TASK DIRECTIONS: Among the lines below, how many have the word "back"? The reply is that number alone.

** INPUT RECORDS follows **

#[cfg(test)]
mod tests {
    use super::*;
    use chrono::TimeZone;

    fn at(hour: u32, min: u32) -> DateTime<Utc> {
        Utc.with_ymd_and_hms(2026, 8, 10, hour, min, 0).unwrap()
    }

    fn iv(h1: u32, m1: u32, h2: u32, m2: u32) -> TimeInterval {
        TimeInterval::new(at(h1, m1), at(h2, m2)).unwrap()
    }

    #[test]
    fn test_interval_rejects_empty() {
        assert!(TimeInterval::new(at(10, 0), at(10, 0)).is_none());
        assert!(TimeInterval::new(at(11, 0), at(10, 0)).is_none());
    }

    #[test]
    fn test_overlap_half_open() {
        let a = iv(9, 0, 10, 0);
        let b = iv(10, 0, 11, 0);
        let c = iv(9, 30, 10, 30);

        // Adjacency is not a conflict
        assert!(!a.overlaps(&b));
        assert!(!b.overlaps(&a));

        assert!(a.overlaps(&c));
        assert!(c.overlaps(&b));
    }

    #[test]
    fn test_intersect() {
        let a = iv(9, 0, 11, 0);
        let b = iv(10, 0, 12, 0);
        assert_eq!(a.intersect(&b), Some(iv(10, 0, 11, 0)));

        let c = iv(11, 0, 12, 0);
        assert_eq!(a.intersect(&c), None);
    }

    #[test]
    fn test_subtract_all_middle() {
        let open = iv(9, 0, 12, 0);
        let blocked = vec![iv(10, 0, 10, 30)];

        let free = open.subtract_all(&blocked);
        assert_eq!(free, vec![iv(9, 0, 10, 0), iv(10, 30, 12, 0)]);
    }

    #[test]
    fn test_subtract_all_unsorted_overlapping_blocks() {
        let open = iv(9, 0, 17, 0);
        let blocked = vec![iv(13, 0, 14, 0), iv(9, 0, 9, 30), iv(13, 30, 15, 0)];

        let free = open.subtract_all(&blocked);
        assert_eq!(free, vec![iv(9, 30, 13, 0), iv(15, 0, 17, 0)]);
    }

    #[test]
    fn test_subtract_all_fully_blocked() {
        let open = iv(9, 0, 12, 0);
        let blocked = vec![iv(8, 0, 13, 0)];
        assert!(open.subtract_all(&blocked).is_empty());
    }

    #[test]
    fn test_subtract_all_no_blocks() {
        let open = iv(9, 0, 12, 0);
        assert_eq!(open.subtract_all(&[]), vec![open]);
    }

    #[test]
    fn test_normalize_merges_adjacent() {
        let merged =
            normalize_intervals(vec![iv(10, 0, 11, 0), iv(9, 0, 10, 0), iv(14, 0, 15, 0)]);
        assert_eq!(merged, vec![iv(9, 0, 11, 0), iv(14, 0, 15, 0)]);
    }

    #[test]
    fn test_slot_key_round_trip() {
        let key = SlotKey::new("downtown", "alice", at(9, 30)).unwrap();
        let encoded = key.encode();
        let parsed: SlotKey = encoded.parse().unwrap();
        assert_eq!(parsed, key);
        assert_eq!(parsed.start(), at(9, 30));
        assert_eq!(parsed.location_id(), "downtown");
        assert_eq!(parsed.staff_id(), "alice");
    }

    #[test]
    fn test_slot_key_rejects_separator_in_ids() {
        assert!(SlotKey::new("down:town", "alice", at(9, 0)).is_err());
        assert!(SlotKey::new("downtown", "", at(9, 0)).is_err());
    }

    #[test]
    fn test_slot_key_rejects_unknown_version() {
        let key = SlotKey::new("downtown", "alice", at(9, 0)).unwrap();
        let tampered = key.encode().replacen("v1", "v9", 1);
        assert!(tampered.parse::<SlotKey>().is_err());
    }

    #[test]
    fn test_slot_key_rejects_malformed() {
        assert!("v1:downtown:alice".parse::<SlotKey>().is_err());
        assert!("v1:downtown:alice:not-a-number".parse::<SlotKey>().is_err());
        assert!("".parse::<SlotKey>().is_err());
    }

    #[test]
    fn test_slot_key_serde_as_string() {
        let key = SlotKey::new("downtown", "alice", at(9, 0)).unwrap();
        let json = serde_json::to_string(&key).unwrap();
        assert_eq!(json, format!("\"{}\"", key.encode()));

        let back: SlotKey = serde_json::from_str(&json).unwrap();
        assert_eq!(back, key);
    }

    #[test]
    fn test_slot_key_with_staff() {
        let key = SlotKey::new("downtown", "alice", at(9, 0)).unwrap();
        let rekeyed = key.with_staff("bob").unwrap();
        assert_eq!(rekeyed.staff_id(), "bob");
        assert_eq!(rekeyed.start(), key.start());
    }

    #[test]
    fn test_total_duration() {
        let steps = vec![
            ServiceStepSpec::new("cut", 30, true),
            ServiceStepSpec::new("color", 45, false),
        ];
        assert_eq!(total_duration_min(&steps), 75);
    }

    #[test]
    fn test_claim_expiry() {
        let claim = BookingClaim {
            id: Uuid::new_v4(),
            location_id: "downtown".to_string(),
            slot_key: SlotKey::new("downtown", "alice", at(9, 0)).unwrap(),
            idempotency_key: None,
            status: ClaimStatus::Pending,
            expires_at: at(9, 5),
            created_at: at(9, 0),
        };

        assert!(!claim.is_expired(at(9, 4)));
        assert!(claim.is_expired(at(9, 5)));

        let confirmed = BookingClaim {
            status: ClaimStatus::Confirmed,
            ..claim
        };
        // Confirmed claims never expire
        assert!(!confirmed.is_expired(at(23, 0)));
    }

    #[test]
    fn test_status_round_trip() {
        assert_eq!(
            "pending".parse::<ClaimStatus>().unwrap(),
            ClaimStatus::Pending
        );
        assert_eq!(
            "confirmed".parse::<ClaimStatus>().unwrap(),
            ClaimStatus::Confirmed
        );
        assert_eq!(
            "cancelled".parse::<AppointmentStatus>().unwrap(),
            AppointmentStatus::Cancelled
        );
        assert_eq!(AppointmentStatus::Confirmed.as_str(), "confirmed");
    }
}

** End of INPUT RECORDS **

ANSWER TO THIS TASK: 2